Go off the grid and move to the middle of nowhere. Then have no contact with friends or family.
I tithe 10% of my income to my church. My pastor will take care of the terminator.
I am no athlete so i would take a heavy pick up like a Tundra and smash the Terminator to a wall so it can give time to fry it with electricity or some EMP.
make sure to stay a head of the slowest person
Run through a magnet factory! It's bound to be bogged down once enough of those stick to it.
If the exoskeleton is made of a non-ferrous metal, like titanium, you're SOL.
You see that wouldn’t work, if you traveled back in time your current time would now become your past, and that event already happened! The timeline skewed creating an alternate! We need to go back and prevent Biff from getting the book! ... wait wrong movie!!
I would program some malware and email spam the terminator cybernetic CPU surrounded by metal endo metal Skelton and until he begs me to unsubscribe him from the SEO emails he constantly receives, and that his Apple account needs to be updated!!
I would take all my clothes off to scare him away. Even a terminator couldn't handle looking at this 80 year old body.

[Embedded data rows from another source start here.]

impl PartialEq for DependencyEdge {
    fn eq(&self, other: &Self) -> bool {
        self.target == other.target
    }
}

impl Eq for DependencyEdge {}

impl Hash for DependencyEdge {
    fn hash<H: Hasher>(&self, state: &mut H) {
        self.target.hash(state);
    }
}

/// One rendered import statement, before deduplication.
#[derive(Debug, Clone, PartialEq, Eq, Hash)]
pub struct ResolvedImport {
    pub name: String,
    pub alias: Option<String>,
    pub path: String,
    pub default_export: bool,
}

impl ResolvedImport {
    pub fn named(name: impl Into<String>, path: impl Into<String>) -> Self {
        Self {
            name: name.into(),
            alias: None,
            path: path.into(),
            default_export: false,
        }
    }
}

/// A fully rendered output module, ready for the writer.
#[derive(Debug, Clone, PartialEq)]
pub struct GeneratedModule {
    pub key: TypeKey,
    /// Path relative to the output root, with the converted file name.
    pub path: PathBuf,
    pub content: String,
}
//! Dependency extraction over whole type graphs.
//!
//! Exercises edge discovery, deduplication, self-edge removal and the
//! ignore rules against the shared shop fixture and property-generated
//! graphs.

use std::collections::HashSet;

use proptest::prelude::*;
use type_bridge::core::extractor::DependencyExtractor;
use type_bridge::core::registry::TypeRegistry;
use type_bridge::core::types::{MemberNode, TypeKey, TypeNode, TypeRef};

use super::shop_registry;

#[test]
fn test_primitive_only_type_has_no_dependencies() {
    let registry = shop_registry();
    let extractor = DependencyExtractor::new(&registry);
    let line = registry
        .get(&TypeKey::plain("Shop.Orders.OrderLine"))
        .unwrap();
    assert!(extractor.dependencies_of(line).is_empty());
}

#[test]
fn test_order_edges_cover_heritage_and_members_in_discovery_order() {
    let registry = shop_registry();
    let extractor = DependencyExtractor::new(&registry);
    let order = registry.get(&TypeKey::plain("Shop.Orders.Order")).unwrap();

    let targets: Vec<String> = extractor
        .dependencies_of(order)
        .into_iter()
        .map(|edge| edge.target.path)
        .collect();
    assert_eq!(
        targets,
        vec![
            "Shop.Common.IEntity",
            "Shop.Common.IAudited",
            "Shop.Customers.Customer",
            "Shop.Orders.OrderLine",
            "Shop.Orders.OrderStatus",
        ]
    );
}

#[test]
fn test_duplicate_targets_collapse_to_one_edge() {
    let registry = shop_registry();
    let extractor = DependencyExtractor::new(&registry);
    let node = TypeNode::class("Shop.Orders.Invoice")
        .member("BillTo", TypeRef::named("Shop.Customers.Address"))
        .member("ShipTo", TypeRef::named("Shop.Customers.Address"));

    let edges = extractor.dependencies_of(&node);
    assert_eq!(edges.len(), 1);
    assert_eq!(edges[0].target, TypeKey::plain("Shop.Customers.Address"));
}

#[test]
fn test_generic_self_reference_is_excluded() {
    let registry = TypeRegistry::new();
    let extractor = DependencyExtractor::new(&registry);
    let node = TypeNode::generic_class("Graph.TreeNode", &["T"])
        .member("Value", TypeRef::parameter("T"))
        .member(
            "Children",
            TypeRef::array(TypeRef::generic(
                "Graph.TreeNode",
                vec![TypeRef::parameter("T")],
            )),
        );

    assert!(extractor.dependencies_of(&node).is_empty());
}

#[test]
fn test_ignore_all_bases_suppresses_every_heritage_edge() {
    let registry = shop_registry();
    let extractor = DependencyExtractor::new(&registry);
    let node = TypeNode::class("Shop.Orders.Draft")
        .with_base(TypeRef::named("Shop.Orders.Order"))
        .implements(TypeRef::named("Shop.Common.IEntity"))
        .implements(TypeRef::named("Shop.Common.IAudited"))
        .ignore_all_bases()
        .member("Note", TypeRef::string());

    assert!(extractor.dependencies_of(&node).is_empty());
}

#[test]
fn test_ignored_members_contribute_nothing() {
    let registry = shop_registry();
    let extractor = DependencyExtractor::new(&registry);
    let node = TypeNode::class("Shop.Orders.Draft").with_member(
        MemberNode::new("Customer", TypeRef::named("Shop.Customers.Customer")).ignored(),
    );

    assert!(extractor.dependencies_of(&node).is_empty());
}

#[test]
fn test_contract_members_gated_by_explicit_flag() {
    let registry = shop_registry();
    let node = TypeNode::class("Shop.Orders.Draft").with_member(MemberNode::from_contract(
        "Owner",
        TypeRef::named("Shop.Customers.Customer"),
        TypeKey::plain("Shop.Common.IOwned"),
    ));

    let without = DependencyExtractor::new(&registry);
    assert!(without.dependencies_of(&node).is_empty());

    let with = DependencyExtractor::new(&registry).include_explicit_members(true);
    let edges = with.dependencies_of(&node);
    assert_eq!(edges.len(), 1);
    assert_eq!(edges[0].target, TypeKey::plain("Shop.Customers.Customer"));
}

fn member_type_strategy() -> impl Strategy<Value = TypeRef> {
    prop_oneof![
        Just(TypeRef::string()),
        Just(TypeRef::number()),
        Just(TypeRef::boolean()),
        Just(TypeRef::named("Prop.Subject")),
        Just(TypeRef::named("Prop.Other")),
        Just(TypeRef::named("Prop.Third")),
        Just(TypeRef::array(TypeRef::named("Prop.Other"))),
        Just(TypeRef::nullable(TypeRef::named("Prop.Subject"))),
        Just(TypeRef::array(TypeRef::nullable(TypeRef::named(
            "Prop.Third"
        )))),
    ]
}

proptest! {
    /// Extraction is pure: two walks over the same node agree, and no
    /// edge ever targets the node itself, however the self-reference is
    /// wrapped.
    #[test]
    fn prop_extraction_is_idempotent_and_self_free(
        member_types in proptest::collection::vec(member_type_strategy(), 0..8)
    ) {
        let mut node = TypeNode::class("Prop.Subject");
        for (index, ty) in member_types.into_iter().enumerate() {
            node = node.member(format!("Field{}", index), ty);
        }

        let registry = TypeRegistry::new();
        let extractor = DependencyExtractor::new(&registry);
        let first: HashSet<TypeKey> = extractor
            .dependencies_of(&node)
            .into_iter()
            .map(|edge| edge.target)
            .collect();
        let second: HashSet<TypeKey> = extractor
            .dependencies_of(&node)
            .into_iter()
            .map(|edge| edge.target)
            .collect();

        prop_assert_eq!(&first, &second);
        prop_assert!(!first.contains(&node.key));
    }
}
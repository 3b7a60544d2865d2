use std::path::PathBuf;
use std::time::Instant;

use anyhow::{Context, Result};
use clap::{Parser, Subcommand};
use colored::Colorize;

use crate::config::{GeneratorConfig, DEFAULT_CONFIG_TEMPLATE};
use crate::core::registry::TypeRegistry;
use crate::emit::{ModuleGenerator, ModuleWriter};

#[derive(Parser)]
#[command(name = "typebridge")]
#[command(about = "Generate TypeScript model modules from annotated type graphs")]
#[command(version)]
pub struct Cli {
    #[command(subcommand)]
    pub command: Commands,

    /// Increase log verbosity (-v debug, -vv trace)
    #[arg(short, long, action = clap::ArgAction::Count, global = true)]
    pub verbose: u8,
}

#[derive(Subcommand)]
pub enum Commands {
    /// Generate TypeScript modules from model files
    Generate {
        /// Configuration file
        #[arg(short, long, default_value = "typebridge.toml")]
        config: PathBuf,

        /// Output directory (overrides the config file)
        #[arg(short, long)]
        output: Option<PathBuf>,

        /// Fail on dependencies that are neither generated nor mapped
        #[arg(long)]
        strict: bool,

        /// Model file globs (override the config file; comma-separated)
        #[arg(long, value_delimiter = ',')]
        models: Vec<String>,
    },

    /// Write a commented starter configuration file
    Init {
        /// Destination path
        #[arg(short, long, default_value = "typebridge.toml")]
        config: PathBuf,
    },

    /// Print the effective configuration after merging defaults
    #[command(name = "show-config")]
    ShowConfig {
        /// Configuration file
        #[arg(short, long, default_value = "typebridge.toml")]
        config: PathBuf,
    },
}

pub async fn run_cli() -> Result<()> {
    let cli = Cli::parse();

    let log_level = match cli.verbose {
        0 => "info",
        1 => "debug",
        _ => "trace",
    };
    tracing_subscriber::fmt()
        .with_env_filter(format!("type_bridge={}", log_level))
        .init();

    if !atty::is(atty::Stream::Stdout) {
        colored::control::set_override(false);
    }

    match cli.command {
        Commands::Generate {
            config,
            output,
            strict,
            models,
        } => {
            generate(GenerateArgs {
                config,
                output,
                strict,
                models,
            })
            .await?;
        }

        Commands::Init { config } => {
            init_config(config).await?;
        }

        Commands::ShowConfig { config } => {
            show_config(config).await?;
        }
    }

    Ok(())
}

struct GenerateArgs {
    config: PathBuf,
    output: Option<PathBuf>,
    strict: bool,
    models: Vec<String>,
}

async fn generate(args: GenerateArgs) -> Result<()> {
    let started = Instant::now();

    let mut config = GeneratorConfig::load_or_default(&args.config).await?;

    // CLI flags override file values
    if let Some(output) = args.output {
        config.output.path = output;
    }
    if args.strict {
        config.generation.strict_dependencies = true;
    }
    if !args.models.is_empty() {
        config.models.patterns = args.models;
    }
    if config.models.patterns.is_empty() {
        anyhow::bail!("No model file patterns; set [models] patterns in the config or pass --models");
    }

    let options = config.to_options()?;
    let registry = TypeRegistry::load_patterns(&config.models.patterns)
        .context("Failed to load model files")?;
    println!(
        "{} Loaded {} types from {} pattern(s)",
        "→".blue(),
        registry.len(),
        config.models.patterns.len()
    );

    let generator = ModuleGenerator::new(&registry, &options);
    let modules = generator.generate().context("Generation failed")?;

    let writer = ModuleWriter::new(&config.output.path);
    let written = writer.write_all(&modules).await?;

    println!(
        "{} Generated {} modules into {} in {:.2?}",
        "✓".green(),
        written.len(),
        writer.output_root().display(),
        started.elapsed()
    );

    Ok(())
}

async fn init_config(path: PathBuf) -> Result<()> {
    if path.exists() {
        anyhow::bail!(
            "{} already exists; remove it or pass a different --config path",
            path.display()
        );
    }
    tokio::fs::write(&path, DEFAULT_CONFIG_TEMPLATE)
        .await
        .with_context(|| format!("Failed to write {}", path.display()))?;
    println!(
        "{} Configuration initialized at {}",
        "✓".green(),
        path.display()
    );
    Ok(())
}

async fn show_config(path: PathBuf) -> Result<()> {
    let config = GeneratorConfig::load_or_default(&path).await?;
    let rendered = toml::to_string_pretty(&config).context("Failed to render configuration")?;
    print!("{}", rendered);
    Ok(())
}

I'm going to layer several strategies based on what may be some weaknesses Terminators are hiding. For starters, I’ll be hidden deep in a maze of mirrors to test just how effective those futuristic sensors are at solving confounding environments. After that obstacle, I’ll have a corrosive salt pool on a path leading to me. Next on my list is a fairly fragile net that must be climbed to get to me. It won’t support any inhuman weight. I can imagine some other possible obstacles to getting close to me, but you can be sure it’ll be more sophisticated than banana peels or a sphinx with a riddle to solve.
I'm not John Connor, maybe I am safe !!!
I'd call in Kevin McCallister (you know... the kid from Home Alone). The Terminator wouldn't stand a chance...
Hope it was a hot female terminator so at least my last vision would be pleasant.
I would raise my arms and make myself appear as big as possible while shouting and causing a commotion.
Would love to win a copy of Dark Fate.
Have all of those and even the LD. When I bought my first LD player that came with it.
Hop in my hot rod and drive really fast!